Нет, с самого начала все шло как-то не так. Еще неделю тому назад Ярду собрали в дорогу, проинструктировали во всех подробностях, у него в кармане лежали чехословацкие деньги, потрепанное удостоверение личности на имя некоего Йозефа Котрбы – и вдруг все забрали обратно, а через три дня к нему привели напарника с прямым приказом: во всем и при всех обстоятельствах подчиняться ему. Ярду удивил Пепек: бледное, словно после тяжелой болезни лицо, синие круги под глазами, около рта легли морщинки усталости. Только глаза леденящие, такие же, как прежде в Валке.

– У меня были неприятности в лагере, that’s all[160], – выдавил из себя Пепек в ответ на настойчивые расспросы Ярды, когда они остались вдвоем. Больше он не сказал ни слова.

Пепек наконец вылез из-под попоны. Он отворотил нос от остывшей бурды, сунул в карман два куска хлеба, намазанных маслом, старательно очистил костюм от сена.

– Выходи не раньше обеда и возвращайся до темноты, да не вздумай встретить старых знакомых. – Размашистые густые брови Пепека грозно сошлись над переносицей, взгляд его впился в лицо Ярды. – С фабрики или не с фабрики – все равно…

Ярда, когда Пепек повернулся к нему спиной, чуть усмехнулся. Пепек прошел к чердачному окну. Его могучие полусогнутые руки были плотно прижаты к телу, маленькая курчавая голова втянута в плечи. Верхний конец лестницы вздрагивал под его тяжестью. Потом шаги Пепека послышались во дворе, потом все затихло.
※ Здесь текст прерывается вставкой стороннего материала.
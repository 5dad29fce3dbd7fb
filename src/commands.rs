use chrono::{DateTime, NaiveDate, NaiveDateTime, NaiveTime, TimeZone, Utc};
use comfy_table::presets::UTF8_FULL;
use comfy_table::{Attribute, Cell, Color, ContentArrangement, Table};
use thiserror::Error;
use tracing::warn;

use crate::clock::{self, ClockTime};
use crate::grouping::{group_with, older_completed, Bucket, UndatedPolicy, View};
use crate::models::Task;
use crate::storage::{NewTask, StorageError, TaskStore};

#[derive(Debug, Error)]
pub enum CommandError {
    #[error("Task name cannot be empty")]
    EmptyName,

    #[error("Invalid due date '{0}'. Use YYYY-MM-DD.")]
    InvalidDate(String),

    #[error("Due date {0} is in the past. Please pick today or a later date.")]
    DueDateInPast(NaiveDate),

    #[error("A time of day needs a due date")]
    TimeWithoutDate,

    #[error(transparent)]
    Storage(#[from] StorageError),
}

/// Raw user input for a new task, before validation.
#[derive(Debug, Clone, Default)]
pub struct AddInput {
    pub name: String,
    pub description: Option<String>,
    /// Due date in YYYY-MM-DD.
    pub due: Option<String>,
    /// Time of day, `HH:MM` or `h:MM AM`.
    pub time: Option<String>,
}

/// Validates `input` against `today` and turns it into a [`NewTask`].
///
/// A time that cannot be read counts as no time at all.
pub fn validate_add(input: AddInput, today: NaiveDate) -> Result<NewTask, CommandError> {
    let name = input.name.trim().to_string();
    if name.is_empty() {
        return Err(CommandError::EmptyName);
    }
    let description = input
        .description
        .map(|d| d.trim().to_string())
        .filter(|d| !d.is_empty());

    let due = input.due.as_deref().map(str::trim).filter(|d| !d.is_empty());
    let time = match input.time.as_deref() {
        Some(raw) => match clock::parse_user_time(raw) {
            Ok(t) => t,
            Err(e) => {
                warn!(error = %e, "ignoring unreadable time of day");
                None
            }
        },
        None => None,
    };

    let Some(due) = due else {
        if time.is_some() {
            return Err(CommandError::TimeWithoutDate);
        }
        return Ok(NewTask { name, description, due_date: None, has_time: false });
    };

    let date = NaiveDate::parse_from_str(due, "%Y-%m-%d")
        .map_err(|_| CommandError::InvalidDate(due.to_string()))?;
    if date < today {
        return Err(CommandError::DueDateInPast(date));
    }
    let (clock_time, has_time) = match time {
        Some(t) => (t.to_naive_time(), true),
        None => (NaiveTime::MIN, false),
    };

    Ok(NewTask {
        name,
        description,
        due_date: Some(NaiveDateTime::new(date, clock_time)),
        has_time,
    })
}

/// Adds a new task to the store and persists it.
pub fn cmd_add<Tz: TimeZone>(
    store: &mut TaskStore,
    input: AddInput,
    now: &DateTime<Tz>,
    silent: bool,
) -> Result<Task, CommandError> {
    let new = validate_add(input, now.date_naive())?;
    let task = store.create(new, now.with_timezone(&Utc));
    store.save()?;
    if !silent {
        println!("Task added (id = {})", task.id);
    }
    Ok(task)
}

/// Marks a task as complete by ID.
pub fn cmd_complete<Tz: TimeZone>(store: &mut TaskStore, id: u64, now: &DateTime<Tz>, silent: bool) -> Result<(), CommandError> {
    store.set_completed(id, true, now.with_timezone(&Utc))?;
    store.save()?;
    if !silent {
        println!("Task {} marked as complete.", id);
    }
    Ok(())
}

/// Moves a completed task back to pending.
pub fn cmd_reopen(store: &mut TaskStore, id: u64, silent: bool) -> Result<(), CommandError> {
    store.set_completed(id, false, Utc::now())?;
    store.save()?;
    if !silent {
        println!("Task {} moved back to pending.", id);
    }
    Ok(())
}

/// Flips a task between pending and completed, returning the new status.
pub fn cmd_toggle<Tz: TimeZone>(store: &mut TaskStore, id: u64, now: &DateTime<Tz>) -> Result<bool, CommandError> {
    let completed = store.toggle(id, now.with_timezone(&Utc))?;
    store.save()?;
    Ok(completed)
}

/// Removes a task from the store by ID.
pub fn cmd_remove(store: &mut TaskStore, id: u64, silent: bool) -> Result<Task, CommandError> {
    let task = store.delete(id)?;
    store.save()?;
    if !silent {
        println!("Task {} removed.", id);
    }
    Ok(task)
}

/// Prints pending tasks grouped by due day.
pub fn cmd_list<Tz: TimeZone>(store: &TaskStore, now: &DateTime<Tz>, undated: UndatedPolicy) {
    let buckets = group_with(store.list(), View::Pending, now, undated);
    if buckets.is_empty() {
        println!("No pending tasks.");
        return;
    }
    print_buckets(&buckets, View::Pending);
}

/// Prints completed tasks grouped by completion day.
///
/// Without `all`, only tasks finished before yesterday are shown.
pub fn cmd_history<Tz: TimeZone>(store: &TaskStore, now: &DateTime<Tz>, all: bool) {
    let buckets = if all {
        group_with(store.list(), View::Completed, now, UndatedPolicy::default())
    } else {
        let older = older_completed(store.list(), now);
        group_with(&older, View::Completed, now, UndatedPolicy::default())
    };
    if buckets.is_empty() {
        if all {
            println!("No completed tasks found.");
        } else {
            println!("No older completed tasks found.");
        }
        return;
    }
    print_buckets(&buckets, View::Completed);
}

fn print_buckets(buckets: &[Bucket], view: View) {
    for bucket in buckets {
        println!("{} ({})", bucket.title, bucket.tasks.len());
        println!("{}", bucket_table(bucket, view));
    }
}

/// Builds the table for one group of tasks.
pub fn bucket_table(bucket: &Bucket, view: View) -> Table {
    let mut table = Table::new();
    let when_header = match view {
        View::Pending => "Due",
        View::Completed => "Completed",
    };
    table
        .load_preset(UTF8_FULL)
        .set_content_arrangement(ContentArrangement::Dynamic)
        .set_header(vec![
            Cell::new("ID").add_attribute(Attribute::Bold),
            Cell::new("Name").add_attribute(Attribute::Bold),
            Cell::new(when_header).add_attribute(Attribute::Bold),
            Cell::new("Description").add_attribute(Attribute::Bold),
            Cell::new("Status").add_attribute(Attribute::Bold),
        ]);

    for entry in &bucket.tasks {
        let t = &entry.task;
        let when = match view {
            View::Pending => due_text(t),
            View::Completed => t
                .completed_at
                .map(|at| at.with_timezone(&chrono::Local).format("%Y-%m-%d %H:%M").to_string())
                .unwrap_or_default(),
        };
        let (status, status_color) = if t.is_completed {
            ("Done", Color::Green)
        } else if entry.is_overdue {
            ("Not completed on time", Color::Red)
        } else {
            ("Pending", Color::Yellow)
        };

        table.add_row(vec![
            Cell::new(t.id),
            Cell::new(&t.name),
            Cell::new(when).fg(if entry.is_overdue && !t.is_completed { Color::Red } else { Color::Reset }),
            Cell::new(t.description.clone().unwrap_or_default()),
            Cell::new(status).fg(status_color),
        ]);
    }
    table
}

/// Due text with the time in 12-hour form, e.g. `2024-01-10 3:05 PM`.
pub fn due_text(task: &Task) -> String {
    match task.due_date {
        Some(d) if task.has_time => {
            format!("{} {}", d.format("%Y-%m-%d"), ClockTime::from_naive_time(d.time()))
        }
        Some(d) => d.format("%Y-%m-%d").to_string(),
        None => String::new(),
    }
}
Ярда посмотрел на часы. До обеда тут от тоски с ума сойдешь. Он отправился на экскурсию: облазил весь чердак, подтянулся на руках к пустому гнезду, прилепившемуся за балкой, наконец опять улегся на попоне. Тихо и тепло, во дворе сонно клохчут куры, из хлева слышится звон цепи, черные ласточки, словно стрелы, мелькают мимо слухового окна, заставляя Ярду вздрагивать.

С того момента, как он завербовался на двухлетнюю службу, он все время пытался представить себе, к чему это может привести, что ждет его впереди: постоянная скрытность, беспрерывная перемена мест, осторожность, нервы, напряженные до предела дни и часы смертельной опасности. А между тем, после того как они сошли с поезда, он только и делает, что валяется на сене и выслушивает приказы. Проклятие, он не смеет даже закурить. А Пепек тем временем где-нибудь чадит вовсю.

Пепек. Он ведь появился позже, чем Ярда, а его назначили главным. Почему? Ведь они оба новички.

Червь сомнения снова сверлит мозг Ярды. Что означает эта замкнутость Пепека? Держался бы он так, не будь той несчастной минуты в поезде? Ни одного искреннего слова не сказал он Ярде. Правда, и в Валке он держался бирюком, даже в те минуты, когда, казалось, между ними могли наладиться добрые отношения.

Ярда даже не знает, куда сейчас ушел Пепек. Что это с его стороны: осторожность или недоверие?

Разве могли те, спокойные, румяные, хорошо настроенные ребята из мюнхенского бюро по его, Ярды, лицу угадать, какие мысли роятся иногда в его голове.